PROJECT SPACE / 27 May to 16 June 2011
Four Western Australian artists bring together ideas of place, time, becoming, space and relational geography that test the possibilities and complexities of location.
Inverted Consumption (there to here)
... A path is always between two points, but the inbetween has taken on all the consistency and enjoys both an autonomy and a direction of its own. The life of the nomad is the intermezzo. (Deleuze and Guattari, Nomadology: The War Machine, Semiotext(e),New York: 1986:380)
Ideas concerning location have immersed themselves into contemporary consciousness as if memes infiltrating information geography. On a day-to-day basis—through repetition, envy, compulsion and desire—the simple idea of being somewhere, belonging somewhere or indeed escaping somewhere takes over our mediated landscape like bacteria infesting warm, still water.
Driven by production and consumption, it is as if we have forgotten how to forget place. As consumers we are constantly reminded of our immediate attachment to experiential knowledge. No longer aimless, our dialogue with space is built on desire placating anxiety—this reciprococity played out through a constantly alert state of being. Despite shorelines disappearing, quakes rupturing cities and economies of scale laying industrial urban areas to waste, production and consumption of place maintains a kind of un-interrupted constancy. Times change, trends come and go, memories are hardly trustworthy but desire remains tenaciously un-implicated.

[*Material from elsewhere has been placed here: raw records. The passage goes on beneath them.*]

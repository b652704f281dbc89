//! Public instance identification.

use std::sync::Arc;

use axum::Json;
use axum::extract::State;
use serde::Serialize;

use crate::config::Configuration;

/// Structured configuration.
#[derive(Serialize)]
pub struct Status {
    version: String,
    name: String,
    url: String,
}

/// Public server status (configuration).
pub async fn status(
    State(config): State<Arc<Configuration>>,
) -> Json<Status> {
    Json(Status {
        version: config.version().to_owned(),
        name: config.name.clone(),
        url: config.url.clone(),
    })
}
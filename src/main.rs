use std::net::{Ipv4Addr, SocketAddr};

use tracing_subscriber::layer::SubscriberExt;
use tracing_subscriber::util::SubscriberInitExt;

const DEFAULT_PORT: u16 = 8080;

#[tokio::main]
async fn main() -> Result<(), Box<dyn std::error::Error>> {
    let otel_layer = std::env::var("OTEL_EXPORTER_OTLP_ENDPOINT")
        .ok()
        .and_then(|endpoint| identa::telemetry::setup_logging(&endpoint).ok());

    tracing_subscriber::registry()
        .with(
            tracing_subscriber::EnvFilter::try_from_default_env()
                .unwrap_or_else(|_| "identa=info,tower_http=info".into()),
        )
        .with(tracing_subscriber::fmt::layer())
        .with(otel_layer)
        .init();

    if let Ok(tracer) = identa::telemetry::setup_tracer() {
        opentelemetry::global::set_tracer_provider(tracer);
    }
    let _metrics = identa::telemetry::setup_metrics_recorder()?;

    let state = identa::initialize_state().await?;

    let port = std::env::var("PORT")
        .ok()
        .and_then(|port| port.parse().ok())
        .unwrap_or(DEFAULT_PORT);
    let addr = SocketAddr::from((Ipv4Addr::UNSPECIFIED, port));
    let listener = tokio::net::TcpListener::bind(addr).await?;

    tracing::info!(%addr, "server started");

    axum::serve(listener, identa::app(state))
        .with_graceful_shutdown(shutdown_signal())
        .await?;

    Ok(())
}

async fn shutdown_signal() {
    let ctrl_c = async {
        tokio::signal::ctrl_c()
            .await
            .expect("install ctrl-c handler");
    };

    #[cfg(unix)]
    let terminate = async {
        tokio::signal::unix::signal(tokio::signal::unix::SignalKind::terminate())
            .expect("install SIGTERM handler")
            .recv()
            .await;
    };

    #[cfg(not(unix))]
    let terminate = std::future::pending::<()>();

    tokio::select! {
        _ = ctrl_c => {},
        _ = terminate => {},
    }

    tracing::info!("shutdown signal received");
}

Being ensconced and enveloped in a myriad of psychoeconomic strategies defines our relationship to place. We easily and hopelessly continue to position ourselves within the most comfortable and affordable of paradigms, honing further consumption strategies in order to avoid and continue to understand where we are and where we are going. In the end location immersion is not about being where you are, it's about being immersed in production and consumption strategies.
From There to Here and In-between at face value seems a show by four Western Australian artists hell-bent on bringing context to being an artist faced by dislocation on a day-today basis. And it is—but this show also, on a more important level, discusses and disarms strategies of location analysis and questions of being and how these two cooperate within the social realm. From There to Here and In-between takes us outside our realisation that we are in place in order to consider the operations that engage this theatrical sensation... this is the intermezzo.
Susanna Castleden's mapping of idiosyncratic pathways adopts a type of psycho-geography, emulating if not capturing the spirit of movement, reminding us that everything desires movement, everything moves together, everything moves everything else, everything is consumed and produced—even a pathway. These flows of energy are translated in Castleden's work like dance steps that move over re-trodden ground—reprocessing mapped information as a charted choreography.
Nicole Slatter's psycho-emotive response to absentia charts a different strategy, one that utilises physical memory to engage our spatial response. In Slatter's work painting becomes and records the residual act of cultural memory, eliciting a sense of individual loss that brings De Chirico's metaphysical spaces to mind. Slatter reminds us that loss acts as an incredibly important signifier to consume.
Paul Uhlmann's sublim(inal) renderings of caught time are evocative dwelling points. Reacquainting us with Fra Angelico and Giotto, Uhlmann collapses history by allowing light and the cycles of nature to be held in soft, contemplative spaces. Whereas these figures from history desire transcendence from earthly matters, Uhlmann paradoxically focuses our gaze on the sky to consider the all encompassing, interconnectedness of our being. His work defies locational strategies by poetically acknowledging that through breathing you are already and always in (this) place.
Bruce Slatter's objects demarcate space, in the same way a hunter, forager or searcher might chart their wanderings through "successful encounters". Seemingly eclectic, Slatter's work identifies resourcefulness as a language that stipulates usage and therefore understanding, and in this sense resourcefulness becomes a way of charting the language of things. However, this is no safe semiotic ground— from there to here and back again; Slatter's work constantly confounds familiarity... these are egalitarian zones.
... critical work is made to fare on interstitial ground ... critical strategies must be developed within a range of diversely occupied territories where the temptation to grant any single territory transcendent status is continually resisted. (trinh t. minh-ha, When the Moon Waxes Red, london, routledge, 1991:229.)
Dr. Ric Spencer
Ric Spencer is an artist and writer based in Fremantle. He is currently Curator at the Fremantle Arts Centre.